Don’t run this function directly. To get a Phase-type density on a finite chromosome, use
tractlength_histogram_windowed()setting density=True.
- __init__(migration_matrix, rho=1)#
Initializes the PhTMonoecious object by constructing the transition matrix and the initial state of the Phase-Type distribution.
- distribution_scaling_factor(population_number)#
Computes the scaling factor to transform the CDF values into counts.
- Parameters:
population_number (
int) – The index of the population of interest whose tract length distribution has to be computed. An integer from 0 to the number of populations - 1, corresponding to the column of the migration matrix.- Returns:
The scaling factor to transform the CDF values into counts.
- Return type:
float
- get_equilibrium_distribution()#
Computes the equilibrium distribution of the Monoecious Phase-type model.
- Returns:
The equilibrium distribution of the Monoecious Phase-type model.
- Return type:
npt.ArrayLike
- get_transition_matrix()#
Computes the transition matrix of the Monoecious Phase-type model.
- Returns:
The transition matrix of the Monoecious Phase-type model. Each entry \((i,j)\) corresponds to the transition rate from state \(i\) to state \(j\).
- Return type:
npt.ArrayLike
- tract_length_histogram_multi_windowed(population_number, bins, chrom_lengths)#
Calculates the tract length histogram on multiple chromosomes of different lengths.
- Parameters:
population_number (
int) – The index of the population of interest whose tract length distribution has to be computed.
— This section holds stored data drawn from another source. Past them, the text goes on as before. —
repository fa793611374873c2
use thiserror::Error;

#[derive(Debug, Error)]
pub enum DomainError {
    #[error("domain validation failed: {message}")]
    Validation { message: String },
    #[error("domain invariant violated: {message}")]
    Invariant { message: String },
}

impl DomainError {
    pub fn validation(message: impl Into<String>) -> Self {
        Self::Validation {
            message: message.into(),
        }
    }

    pub fn invariant(message: impl Into<String>) -> Self {
        Self::Invariant {
            message: message.into(),
        }
    }
}
//! Public read surface: published posts and related-post recommendations.

use axum::Json;
use axum::extract::{Path, Query, State};
use axum::http::StatusCode;
use axum::response::{IntoResponse, Response};
use axum::routing::get;
use axum::Router;
use serde::Deserialize;

use crate::application::error::ErrorReport;
use crate::domain::posts::ParsedPost;

use super::error::ApiError;
use super::AppState;

const DEFAULT_LIST_LIMIT: u32 = 20;
const MAX_LIST_LIMIT: u32 = 100;

pub fn router() -> Router<AppState> {
    Router::new()
        .route("/healthz", get(health))
        .route("/api/posts/{locale}", get(list_posts))
        .route("/api/posts/{locale}/{slug}", get(get_post))
        .route("/api/posts/{locale}/{slug}/related", get(related_posts))
}

#[derive(Debug, Deserialize)]
struct LimitQuery {
    limit: Option<u32>,
}

async fn health(State(state): State<AppState>) -> Response {
    match state.posts.health().await {
        Ok(()) => StatusCode::NO_CONTENT.into_response(),
        Err(err) => {
            let mut response = StatusCode::SERVICE_UNAVAILABLE.into_response();
            ErrorReport::from_error(
                "infra::http::health",
                StatusCode::SERVICE_UNAVAILABLE,
                &err,
            )
            .attach(&mut response);
            response
        }
    }
}

async fn list_posts(
    State(state): State<AppState>,
    Path(locale): Path<String>,
    Query(query): Query<LimitQuery>,
) -> Result<Json<Vec<ParsedPost>>, ApiError> {
    let limit = query
        .limit
        .unwrap_or(DEFAULT_LIST_LIMIT)
        .min(MAX_LIST_LIMIT);
    let posts = state.posts.list_published(&locale, limit).await?;
    Ok(Json(posts))
}

async fn get_post(
    State(state): State<AppState>,
    Path((locale, slug)): Path<(String, String)>,
) -> Result<Json<ParsedPost>, ApiError> {
    let post = state
        .posts
        .find_published(&locale, &slug)
        .await?
        .ok_or_else(|| ApiError::not_found("Post not found"))?;
    Ok(Json(post))
}

async fn related_posts(
    State(state): State<AppState>,
    Path((locale, slug)): Path<(String, String)>,
    Query(query): Query<LimitQuery>,
) -> Result<Json<Vec<ParsedPost>>, ApiError> {
    let post = state
        .posts
        .find_published(&locale, &slug)
        .await?
        .ok_or_else(|| ApiError::not_found("Post not found"))?;

    let limit = query
        .limit
        .unwrap_or(state.related_limit)
        .min(MAX_LIST_LIMIT);
    let related = state.related.related_to(&post, limit).await?;
    Ok(Json(related))
}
An integer from 0 to the number of populations - 1, corresponding to the column of the migration matrix.bins (
Union[Buffer,_SupportsArray[dtype[Any]],_NestedSequence[_SupportsArray[dtype[Any]]],bool,int,float,complex,str,bytes,_NestedSequence[bool|int|float|complex|str|bytes]]) – A point grid where the histogram has to be computed. The same grid is used for all chromosomes, and should be defined on the interval (0, max(chrom_lengths)).chrom_lengths (
Union[Buffer,_SupportsArray[dtype[Any]],_NestedSequence[_SupportsArray[dtype[Any]]],bool,int,float,complex,str,bytes,_NestedSequence[bool|int|float|complex|str|bytes]]) – A list of chromosome lengths.
- Returns:
The histogram values on the intervals defined by bins, summed across all chromosomes.
- Return type:
Union[Buffer,_SupportsArray[dtype[Any]],_NestedSequence[_SupportsArray[dtype[Any]]],bool,int,float,complex,str,bytes,_NestedSequence[bool|int|float|complex|str|bytes]]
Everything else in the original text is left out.